= DESCRIPTION OF THE TASK =
Go through the data below and return each line where the string "EnvFilter" appears.

= EXTRACTED ENTRIES =
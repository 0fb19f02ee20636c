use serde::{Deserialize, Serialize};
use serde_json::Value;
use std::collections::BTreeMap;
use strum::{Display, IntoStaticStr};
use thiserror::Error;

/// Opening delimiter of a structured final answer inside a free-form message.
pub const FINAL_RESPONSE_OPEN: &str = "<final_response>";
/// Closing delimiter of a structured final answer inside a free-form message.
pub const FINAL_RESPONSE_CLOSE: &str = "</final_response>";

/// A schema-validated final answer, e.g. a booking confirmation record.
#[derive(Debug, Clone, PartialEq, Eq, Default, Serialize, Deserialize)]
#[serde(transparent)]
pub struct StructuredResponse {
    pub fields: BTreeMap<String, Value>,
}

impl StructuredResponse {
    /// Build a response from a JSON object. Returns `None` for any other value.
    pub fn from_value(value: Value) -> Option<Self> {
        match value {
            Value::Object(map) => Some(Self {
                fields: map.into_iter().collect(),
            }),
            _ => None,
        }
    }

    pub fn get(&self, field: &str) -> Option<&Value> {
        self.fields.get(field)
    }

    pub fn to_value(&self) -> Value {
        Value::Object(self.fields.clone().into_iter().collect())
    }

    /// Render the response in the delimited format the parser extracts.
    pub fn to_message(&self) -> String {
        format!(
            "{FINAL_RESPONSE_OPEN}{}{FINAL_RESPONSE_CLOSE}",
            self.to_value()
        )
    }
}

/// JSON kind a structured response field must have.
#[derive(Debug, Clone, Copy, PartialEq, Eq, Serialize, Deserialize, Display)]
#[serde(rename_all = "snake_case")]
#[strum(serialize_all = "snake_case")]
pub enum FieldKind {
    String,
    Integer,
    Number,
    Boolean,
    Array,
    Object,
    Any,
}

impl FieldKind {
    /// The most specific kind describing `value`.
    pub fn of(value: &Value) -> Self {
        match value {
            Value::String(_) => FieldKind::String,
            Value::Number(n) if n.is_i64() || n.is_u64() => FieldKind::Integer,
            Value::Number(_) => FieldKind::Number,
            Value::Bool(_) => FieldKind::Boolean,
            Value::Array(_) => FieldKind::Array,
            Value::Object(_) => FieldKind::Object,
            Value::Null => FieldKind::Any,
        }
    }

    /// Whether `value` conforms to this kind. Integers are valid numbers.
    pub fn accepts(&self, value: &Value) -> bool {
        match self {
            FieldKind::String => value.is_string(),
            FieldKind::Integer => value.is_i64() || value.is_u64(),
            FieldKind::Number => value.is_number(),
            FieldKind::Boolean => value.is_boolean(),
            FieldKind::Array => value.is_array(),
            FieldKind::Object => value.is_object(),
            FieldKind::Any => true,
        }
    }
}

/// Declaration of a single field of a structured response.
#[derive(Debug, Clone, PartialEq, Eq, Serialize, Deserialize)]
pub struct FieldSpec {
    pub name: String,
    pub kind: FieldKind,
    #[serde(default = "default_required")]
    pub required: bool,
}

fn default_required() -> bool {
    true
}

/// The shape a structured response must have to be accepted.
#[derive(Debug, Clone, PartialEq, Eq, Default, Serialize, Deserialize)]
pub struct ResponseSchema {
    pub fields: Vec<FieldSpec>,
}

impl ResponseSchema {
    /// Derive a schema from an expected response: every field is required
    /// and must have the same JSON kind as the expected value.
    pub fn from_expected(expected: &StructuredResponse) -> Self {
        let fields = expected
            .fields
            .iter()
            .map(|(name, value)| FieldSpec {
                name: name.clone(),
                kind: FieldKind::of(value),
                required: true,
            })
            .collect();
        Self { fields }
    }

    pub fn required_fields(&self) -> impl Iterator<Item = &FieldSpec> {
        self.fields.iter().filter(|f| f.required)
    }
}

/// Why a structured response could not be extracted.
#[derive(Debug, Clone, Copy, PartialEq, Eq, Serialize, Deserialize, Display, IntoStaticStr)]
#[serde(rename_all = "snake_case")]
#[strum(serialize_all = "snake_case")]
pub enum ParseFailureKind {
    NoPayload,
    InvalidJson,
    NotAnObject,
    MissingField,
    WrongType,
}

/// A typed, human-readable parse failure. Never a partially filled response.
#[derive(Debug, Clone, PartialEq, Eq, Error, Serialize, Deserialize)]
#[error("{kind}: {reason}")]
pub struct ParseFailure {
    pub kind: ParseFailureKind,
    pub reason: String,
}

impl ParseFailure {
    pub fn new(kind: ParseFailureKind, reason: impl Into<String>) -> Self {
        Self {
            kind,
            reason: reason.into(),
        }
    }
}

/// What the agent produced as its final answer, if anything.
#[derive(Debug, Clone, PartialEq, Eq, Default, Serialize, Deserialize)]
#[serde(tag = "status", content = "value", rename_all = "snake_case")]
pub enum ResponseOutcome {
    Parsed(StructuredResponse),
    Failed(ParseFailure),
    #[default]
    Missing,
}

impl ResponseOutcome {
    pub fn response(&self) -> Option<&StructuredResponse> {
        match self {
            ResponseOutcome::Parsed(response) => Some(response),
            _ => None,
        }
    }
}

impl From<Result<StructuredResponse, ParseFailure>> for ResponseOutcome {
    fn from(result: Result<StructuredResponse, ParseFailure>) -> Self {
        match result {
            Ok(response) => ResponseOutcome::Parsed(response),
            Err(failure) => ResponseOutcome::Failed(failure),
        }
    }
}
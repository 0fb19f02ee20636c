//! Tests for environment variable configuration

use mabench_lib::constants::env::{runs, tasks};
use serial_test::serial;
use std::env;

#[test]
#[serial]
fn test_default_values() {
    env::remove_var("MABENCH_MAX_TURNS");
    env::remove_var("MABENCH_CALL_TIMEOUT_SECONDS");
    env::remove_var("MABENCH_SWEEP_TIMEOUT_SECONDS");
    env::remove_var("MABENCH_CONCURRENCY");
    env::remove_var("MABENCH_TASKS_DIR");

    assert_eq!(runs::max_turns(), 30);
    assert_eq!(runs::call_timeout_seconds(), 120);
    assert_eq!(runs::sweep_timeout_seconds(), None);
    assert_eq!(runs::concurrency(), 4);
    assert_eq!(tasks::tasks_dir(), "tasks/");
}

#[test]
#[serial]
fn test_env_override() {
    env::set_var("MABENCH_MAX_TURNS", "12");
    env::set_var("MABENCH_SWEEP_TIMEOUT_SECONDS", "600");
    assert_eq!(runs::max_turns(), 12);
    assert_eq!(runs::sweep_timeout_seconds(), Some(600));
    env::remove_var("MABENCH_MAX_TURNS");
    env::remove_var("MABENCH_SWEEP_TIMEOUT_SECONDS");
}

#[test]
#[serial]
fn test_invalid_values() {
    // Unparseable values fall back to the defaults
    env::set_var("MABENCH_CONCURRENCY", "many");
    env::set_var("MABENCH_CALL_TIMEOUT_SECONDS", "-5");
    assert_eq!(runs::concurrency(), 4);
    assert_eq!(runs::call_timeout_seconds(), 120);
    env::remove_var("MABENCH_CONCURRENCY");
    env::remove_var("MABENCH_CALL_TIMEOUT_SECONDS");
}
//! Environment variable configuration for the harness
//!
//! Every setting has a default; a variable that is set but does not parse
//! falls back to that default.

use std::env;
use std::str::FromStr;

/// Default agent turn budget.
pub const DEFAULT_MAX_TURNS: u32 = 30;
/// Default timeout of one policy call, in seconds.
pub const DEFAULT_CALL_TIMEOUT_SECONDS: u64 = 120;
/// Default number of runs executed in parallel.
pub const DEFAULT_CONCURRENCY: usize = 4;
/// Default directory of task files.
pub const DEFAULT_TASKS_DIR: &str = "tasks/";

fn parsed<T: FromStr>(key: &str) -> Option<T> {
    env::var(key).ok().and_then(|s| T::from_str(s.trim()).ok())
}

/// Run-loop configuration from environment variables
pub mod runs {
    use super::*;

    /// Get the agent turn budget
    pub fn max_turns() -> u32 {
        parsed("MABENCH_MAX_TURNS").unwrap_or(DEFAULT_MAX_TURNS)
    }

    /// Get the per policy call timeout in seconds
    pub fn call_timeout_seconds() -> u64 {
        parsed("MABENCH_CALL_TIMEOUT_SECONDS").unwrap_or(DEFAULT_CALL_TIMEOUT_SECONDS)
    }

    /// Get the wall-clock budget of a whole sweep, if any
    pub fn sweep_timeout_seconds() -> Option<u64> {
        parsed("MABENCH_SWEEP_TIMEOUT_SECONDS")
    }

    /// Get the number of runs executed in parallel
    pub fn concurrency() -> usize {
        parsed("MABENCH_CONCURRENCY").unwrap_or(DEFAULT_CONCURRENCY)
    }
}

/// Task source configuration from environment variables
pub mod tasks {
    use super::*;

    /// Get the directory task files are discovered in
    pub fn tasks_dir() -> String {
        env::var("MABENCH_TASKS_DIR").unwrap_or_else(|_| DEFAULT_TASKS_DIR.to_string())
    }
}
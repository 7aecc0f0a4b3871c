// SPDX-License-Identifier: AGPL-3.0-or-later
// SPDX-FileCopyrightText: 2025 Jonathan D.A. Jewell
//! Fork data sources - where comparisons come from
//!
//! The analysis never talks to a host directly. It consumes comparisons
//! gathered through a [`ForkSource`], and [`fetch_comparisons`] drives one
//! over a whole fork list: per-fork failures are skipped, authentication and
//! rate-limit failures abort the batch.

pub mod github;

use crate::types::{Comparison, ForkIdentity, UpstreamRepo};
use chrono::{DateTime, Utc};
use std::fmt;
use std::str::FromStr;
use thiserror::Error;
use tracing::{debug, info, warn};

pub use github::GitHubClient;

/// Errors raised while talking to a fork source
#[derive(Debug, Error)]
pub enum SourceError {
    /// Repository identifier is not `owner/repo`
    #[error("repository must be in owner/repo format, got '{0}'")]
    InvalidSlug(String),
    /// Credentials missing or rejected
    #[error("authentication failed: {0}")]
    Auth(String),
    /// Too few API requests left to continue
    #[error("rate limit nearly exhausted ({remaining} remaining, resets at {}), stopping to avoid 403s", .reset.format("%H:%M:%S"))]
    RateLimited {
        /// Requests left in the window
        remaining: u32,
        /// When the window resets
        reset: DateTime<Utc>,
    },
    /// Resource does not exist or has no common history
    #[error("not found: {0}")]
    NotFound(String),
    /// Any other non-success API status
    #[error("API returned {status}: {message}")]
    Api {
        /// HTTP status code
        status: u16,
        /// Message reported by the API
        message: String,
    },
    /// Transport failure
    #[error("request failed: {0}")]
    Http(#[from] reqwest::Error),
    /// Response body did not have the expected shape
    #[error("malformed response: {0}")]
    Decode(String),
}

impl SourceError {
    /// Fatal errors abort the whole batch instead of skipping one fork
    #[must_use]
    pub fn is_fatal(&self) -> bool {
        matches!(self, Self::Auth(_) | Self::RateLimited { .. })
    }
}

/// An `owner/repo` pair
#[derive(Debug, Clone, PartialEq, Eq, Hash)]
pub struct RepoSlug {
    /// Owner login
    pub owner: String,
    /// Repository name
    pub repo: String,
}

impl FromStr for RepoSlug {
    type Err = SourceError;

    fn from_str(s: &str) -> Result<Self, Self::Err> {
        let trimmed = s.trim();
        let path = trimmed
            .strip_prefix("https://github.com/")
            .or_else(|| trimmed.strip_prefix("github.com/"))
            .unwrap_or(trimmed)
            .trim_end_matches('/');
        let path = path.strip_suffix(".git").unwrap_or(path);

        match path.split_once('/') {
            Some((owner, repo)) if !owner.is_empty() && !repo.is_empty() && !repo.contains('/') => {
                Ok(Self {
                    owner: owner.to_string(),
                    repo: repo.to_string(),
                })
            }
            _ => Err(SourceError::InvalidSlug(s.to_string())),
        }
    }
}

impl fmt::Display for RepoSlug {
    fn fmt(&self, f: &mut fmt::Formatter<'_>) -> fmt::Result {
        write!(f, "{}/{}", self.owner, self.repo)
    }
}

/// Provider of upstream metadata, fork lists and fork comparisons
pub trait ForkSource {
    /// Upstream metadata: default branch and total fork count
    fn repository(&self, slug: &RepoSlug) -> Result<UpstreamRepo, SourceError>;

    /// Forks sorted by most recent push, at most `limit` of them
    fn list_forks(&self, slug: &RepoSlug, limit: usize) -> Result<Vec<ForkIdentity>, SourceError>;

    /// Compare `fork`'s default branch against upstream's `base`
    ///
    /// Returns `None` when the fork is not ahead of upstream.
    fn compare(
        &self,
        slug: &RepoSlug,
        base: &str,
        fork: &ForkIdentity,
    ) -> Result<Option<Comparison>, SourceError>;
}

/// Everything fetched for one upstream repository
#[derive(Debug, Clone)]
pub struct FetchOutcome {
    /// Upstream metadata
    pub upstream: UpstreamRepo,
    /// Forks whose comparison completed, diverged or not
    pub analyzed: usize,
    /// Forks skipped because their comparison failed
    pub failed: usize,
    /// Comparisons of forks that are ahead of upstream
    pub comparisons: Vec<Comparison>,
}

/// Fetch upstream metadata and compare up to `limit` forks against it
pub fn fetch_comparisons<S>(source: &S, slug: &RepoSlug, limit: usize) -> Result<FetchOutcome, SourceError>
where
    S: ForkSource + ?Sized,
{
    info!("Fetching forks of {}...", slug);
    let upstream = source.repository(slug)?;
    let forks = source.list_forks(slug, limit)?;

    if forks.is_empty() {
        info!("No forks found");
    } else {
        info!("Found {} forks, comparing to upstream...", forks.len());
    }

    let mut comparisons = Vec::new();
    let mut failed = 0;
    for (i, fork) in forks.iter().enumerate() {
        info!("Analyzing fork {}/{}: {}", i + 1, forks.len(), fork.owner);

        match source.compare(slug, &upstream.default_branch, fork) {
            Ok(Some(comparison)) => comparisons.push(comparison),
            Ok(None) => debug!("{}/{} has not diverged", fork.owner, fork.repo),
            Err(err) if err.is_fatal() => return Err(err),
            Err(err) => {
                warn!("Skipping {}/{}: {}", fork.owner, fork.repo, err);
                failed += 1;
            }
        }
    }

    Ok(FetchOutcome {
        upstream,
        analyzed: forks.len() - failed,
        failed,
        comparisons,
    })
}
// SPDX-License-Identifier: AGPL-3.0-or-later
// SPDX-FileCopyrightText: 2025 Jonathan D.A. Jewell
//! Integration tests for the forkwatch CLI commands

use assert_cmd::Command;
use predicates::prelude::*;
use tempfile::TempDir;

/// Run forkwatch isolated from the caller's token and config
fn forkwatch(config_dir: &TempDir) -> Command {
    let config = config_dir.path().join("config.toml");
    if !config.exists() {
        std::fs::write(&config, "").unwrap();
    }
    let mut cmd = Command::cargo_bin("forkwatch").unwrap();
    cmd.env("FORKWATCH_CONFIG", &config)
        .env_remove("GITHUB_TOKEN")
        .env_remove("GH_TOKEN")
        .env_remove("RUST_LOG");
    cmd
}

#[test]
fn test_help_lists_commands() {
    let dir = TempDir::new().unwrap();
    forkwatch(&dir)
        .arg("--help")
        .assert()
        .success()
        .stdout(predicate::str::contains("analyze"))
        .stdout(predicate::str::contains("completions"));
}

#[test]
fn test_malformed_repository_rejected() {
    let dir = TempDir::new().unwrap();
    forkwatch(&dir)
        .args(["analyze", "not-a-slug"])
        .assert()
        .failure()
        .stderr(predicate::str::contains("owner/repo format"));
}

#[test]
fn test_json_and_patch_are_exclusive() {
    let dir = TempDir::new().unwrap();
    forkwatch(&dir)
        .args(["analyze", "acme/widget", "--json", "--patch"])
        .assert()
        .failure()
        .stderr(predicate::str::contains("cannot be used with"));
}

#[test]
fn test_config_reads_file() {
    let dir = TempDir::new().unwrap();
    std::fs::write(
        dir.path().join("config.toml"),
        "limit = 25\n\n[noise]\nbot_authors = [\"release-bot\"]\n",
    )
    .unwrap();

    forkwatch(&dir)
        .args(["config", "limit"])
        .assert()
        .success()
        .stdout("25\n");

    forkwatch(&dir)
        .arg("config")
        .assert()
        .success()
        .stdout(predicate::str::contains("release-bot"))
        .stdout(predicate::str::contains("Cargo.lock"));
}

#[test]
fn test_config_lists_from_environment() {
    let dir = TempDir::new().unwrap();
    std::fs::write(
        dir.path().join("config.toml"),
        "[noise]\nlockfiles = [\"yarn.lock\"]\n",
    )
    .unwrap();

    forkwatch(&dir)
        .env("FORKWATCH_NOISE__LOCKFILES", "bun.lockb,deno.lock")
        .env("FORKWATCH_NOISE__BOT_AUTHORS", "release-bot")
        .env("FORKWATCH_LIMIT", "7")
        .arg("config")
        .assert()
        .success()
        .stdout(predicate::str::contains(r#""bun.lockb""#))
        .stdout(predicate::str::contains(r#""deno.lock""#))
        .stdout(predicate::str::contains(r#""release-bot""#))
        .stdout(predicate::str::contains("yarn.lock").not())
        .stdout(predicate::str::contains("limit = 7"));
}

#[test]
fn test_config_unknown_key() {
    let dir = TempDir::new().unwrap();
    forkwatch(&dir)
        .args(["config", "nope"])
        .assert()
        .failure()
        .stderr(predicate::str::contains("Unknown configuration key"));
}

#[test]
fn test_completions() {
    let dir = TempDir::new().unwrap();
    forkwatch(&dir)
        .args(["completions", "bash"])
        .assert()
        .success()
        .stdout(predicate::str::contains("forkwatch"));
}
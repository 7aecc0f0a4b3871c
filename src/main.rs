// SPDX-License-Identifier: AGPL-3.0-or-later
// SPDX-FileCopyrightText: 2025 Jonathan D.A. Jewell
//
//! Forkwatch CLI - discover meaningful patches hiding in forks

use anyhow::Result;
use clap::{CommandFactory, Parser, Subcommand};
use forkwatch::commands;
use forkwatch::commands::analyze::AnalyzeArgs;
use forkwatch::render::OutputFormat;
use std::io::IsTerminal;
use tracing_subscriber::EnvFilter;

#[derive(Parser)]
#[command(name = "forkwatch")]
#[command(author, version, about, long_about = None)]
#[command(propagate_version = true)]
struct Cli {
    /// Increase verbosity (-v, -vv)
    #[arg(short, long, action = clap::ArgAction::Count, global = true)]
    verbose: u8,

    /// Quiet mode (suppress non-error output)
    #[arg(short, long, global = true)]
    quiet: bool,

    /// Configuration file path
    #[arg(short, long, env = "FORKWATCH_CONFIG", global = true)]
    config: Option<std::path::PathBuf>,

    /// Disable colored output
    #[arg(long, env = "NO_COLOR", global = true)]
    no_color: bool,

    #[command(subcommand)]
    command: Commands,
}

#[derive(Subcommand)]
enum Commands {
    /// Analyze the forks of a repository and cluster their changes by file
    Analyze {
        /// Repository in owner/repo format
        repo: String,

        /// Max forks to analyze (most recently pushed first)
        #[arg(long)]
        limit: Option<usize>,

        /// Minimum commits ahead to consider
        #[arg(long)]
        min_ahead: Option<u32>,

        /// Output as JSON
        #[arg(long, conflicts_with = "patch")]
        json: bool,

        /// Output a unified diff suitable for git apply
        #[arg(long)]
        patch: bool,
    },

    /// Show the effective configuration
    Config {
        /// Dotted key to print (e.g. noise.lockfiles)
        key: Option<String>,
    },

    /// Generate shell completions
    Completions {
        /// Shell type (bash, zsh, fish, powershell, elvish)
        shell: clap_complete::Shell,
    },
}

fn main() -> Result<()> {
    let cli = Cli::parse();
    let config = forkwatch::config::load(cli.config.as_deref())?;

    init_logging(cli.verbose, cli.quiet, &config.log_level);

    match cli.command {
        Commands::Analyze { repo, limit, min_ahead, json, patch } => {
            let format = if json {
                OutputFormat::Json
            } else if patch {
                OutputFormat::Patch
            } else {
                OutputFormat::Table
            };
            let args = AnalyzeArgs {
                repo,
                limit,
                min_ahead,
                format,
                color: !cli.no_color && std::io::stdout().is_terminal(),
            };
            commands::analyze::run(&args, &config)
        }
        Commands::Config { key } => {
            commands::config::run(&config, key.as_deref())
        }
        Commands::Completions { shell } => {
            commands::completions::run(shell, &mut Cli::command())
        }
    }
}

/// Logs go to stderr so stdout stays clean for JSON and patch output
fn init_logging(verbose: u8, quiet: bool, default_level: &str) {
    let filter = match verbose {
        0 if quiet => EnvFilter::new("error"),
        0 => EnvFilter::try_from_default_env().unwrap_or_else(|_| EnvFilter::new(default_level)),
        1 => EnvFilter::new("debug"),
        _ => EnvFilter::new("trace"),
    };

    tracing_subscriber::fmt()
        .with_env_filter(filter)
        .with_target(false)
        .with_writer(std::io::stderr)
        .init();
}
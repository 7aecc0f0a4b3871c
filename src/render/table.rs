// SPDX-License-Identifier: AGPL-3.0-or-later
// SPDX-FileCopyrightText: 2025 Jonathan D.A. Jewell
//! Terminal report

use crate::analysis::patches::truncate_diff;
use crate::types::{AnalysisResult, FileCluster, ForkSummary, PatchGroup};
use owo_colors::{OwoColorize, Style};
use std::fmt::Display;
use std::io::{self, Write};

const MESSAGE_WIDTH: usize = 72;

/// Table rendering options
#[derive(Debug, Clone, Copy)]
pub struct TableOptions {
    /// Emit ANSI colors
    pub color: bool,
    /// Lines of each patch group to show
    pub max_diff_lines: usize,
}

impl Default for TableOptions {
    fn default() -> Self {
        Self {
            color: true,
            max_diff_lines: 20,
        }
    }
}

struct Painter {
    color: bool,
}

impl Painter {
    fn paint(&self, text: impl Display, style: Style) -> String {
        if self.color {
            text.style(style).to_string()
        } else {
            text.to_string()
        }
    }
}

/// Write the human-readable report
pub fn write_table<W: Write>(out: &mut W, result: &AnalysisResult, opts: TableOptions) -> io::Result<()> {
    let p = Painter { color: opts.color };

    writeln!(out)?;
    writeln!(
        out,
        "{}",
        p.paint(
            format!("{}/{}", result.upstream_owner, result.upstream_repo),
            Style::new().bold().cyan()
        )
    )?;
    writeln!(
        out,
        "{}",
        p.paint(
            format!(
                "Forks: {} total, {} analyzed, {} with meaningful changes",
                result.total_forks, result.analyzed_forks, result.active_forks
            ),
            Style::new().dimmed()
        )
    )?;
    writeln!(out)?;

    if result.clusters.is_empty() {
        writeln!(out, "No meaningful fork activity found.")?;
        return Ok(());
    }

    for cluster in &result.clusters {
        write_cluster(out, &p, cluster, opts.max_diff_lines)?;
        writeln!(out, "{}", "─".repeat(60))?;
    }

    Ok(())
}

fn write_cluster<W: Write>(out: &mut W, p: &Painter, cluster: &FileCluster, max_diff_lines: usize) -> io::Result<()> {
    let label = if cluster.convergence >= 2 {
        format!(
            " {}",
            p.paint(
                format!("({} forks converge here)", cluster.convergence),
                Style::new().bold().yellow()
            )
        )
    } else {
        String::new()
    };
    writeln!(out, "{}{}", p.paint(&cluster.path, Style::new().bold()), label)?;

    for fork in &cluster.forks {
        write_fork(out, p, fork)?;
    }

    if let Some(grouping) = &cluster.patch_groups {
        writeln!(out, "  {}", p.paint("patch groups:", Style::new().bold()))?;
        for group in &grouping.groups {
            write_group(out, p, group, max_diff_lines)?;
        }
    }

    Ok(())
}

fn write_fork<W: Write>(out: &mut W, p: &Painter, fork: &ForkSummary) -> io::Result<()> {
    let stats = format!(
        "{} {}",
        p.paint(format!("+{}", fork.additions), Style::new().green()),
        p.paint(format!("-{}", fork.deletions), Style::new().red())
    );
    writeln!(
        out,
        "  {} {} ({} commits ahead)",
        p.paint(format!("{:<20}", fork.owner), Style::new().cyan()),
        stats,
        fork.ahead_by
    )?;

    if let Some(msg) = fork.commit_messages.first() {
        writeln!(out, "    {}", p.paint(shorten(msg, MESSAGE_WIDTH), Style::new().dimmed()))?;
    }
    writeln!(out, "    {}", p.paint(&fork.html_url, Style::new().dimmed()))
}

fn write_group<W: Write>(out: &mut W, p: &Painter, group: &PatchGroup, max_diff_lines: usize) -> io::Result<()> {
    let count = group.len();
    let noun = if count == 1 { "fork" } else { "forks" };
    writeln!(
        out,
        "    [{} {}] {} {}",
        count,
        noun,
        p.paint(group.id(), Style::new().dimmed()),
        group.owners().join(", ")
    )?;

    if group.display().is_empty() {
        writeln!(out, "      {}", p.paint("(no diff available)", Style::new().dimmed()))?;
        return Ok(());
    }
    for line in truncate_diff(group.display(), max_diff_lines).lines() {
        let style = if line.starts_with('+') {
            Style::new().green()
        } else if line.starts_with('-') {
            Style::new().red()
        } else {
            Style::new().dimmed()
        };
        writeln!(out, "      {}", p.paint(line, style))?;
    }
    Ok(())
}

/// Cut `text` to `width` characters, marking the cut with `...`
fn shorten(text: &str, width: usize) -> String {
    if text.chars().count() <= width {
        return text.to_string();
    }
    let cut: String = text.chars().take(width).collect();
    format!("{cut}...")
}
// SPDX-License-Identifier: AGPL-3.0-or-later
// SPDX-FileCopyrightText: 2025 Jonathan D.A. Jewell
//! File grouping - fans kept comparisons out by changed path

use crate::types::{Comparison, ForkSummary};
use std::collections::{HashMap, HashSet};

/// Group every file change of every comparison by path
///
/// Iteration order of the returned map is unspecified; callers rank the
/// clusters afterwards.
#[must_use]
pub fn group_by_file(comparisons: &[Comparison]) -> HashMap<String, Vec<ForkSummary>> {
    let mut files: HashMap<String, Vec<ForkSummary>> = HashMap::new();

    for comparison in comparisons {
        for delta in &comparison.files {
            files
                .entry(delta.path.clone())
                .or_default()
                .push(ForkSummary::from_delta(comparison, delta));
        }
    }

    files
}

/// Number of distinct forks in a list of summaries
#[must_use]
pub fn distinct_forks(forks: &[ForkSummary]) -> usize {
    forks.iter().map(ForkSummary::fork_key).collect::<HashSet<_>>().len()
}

= ANSWER FOR THE TASK =
use tracing_subscriber::EnvFilter;
        0 if quiet => EnvFilter::new("error"),
        0 => EnvFilter::try_from_default_env().unwrap_or_else(|_| EnvFilter::new(default_level)),
        1 => EnvFilter::new("debug"),
        _ => EnvFilter::new("trace"),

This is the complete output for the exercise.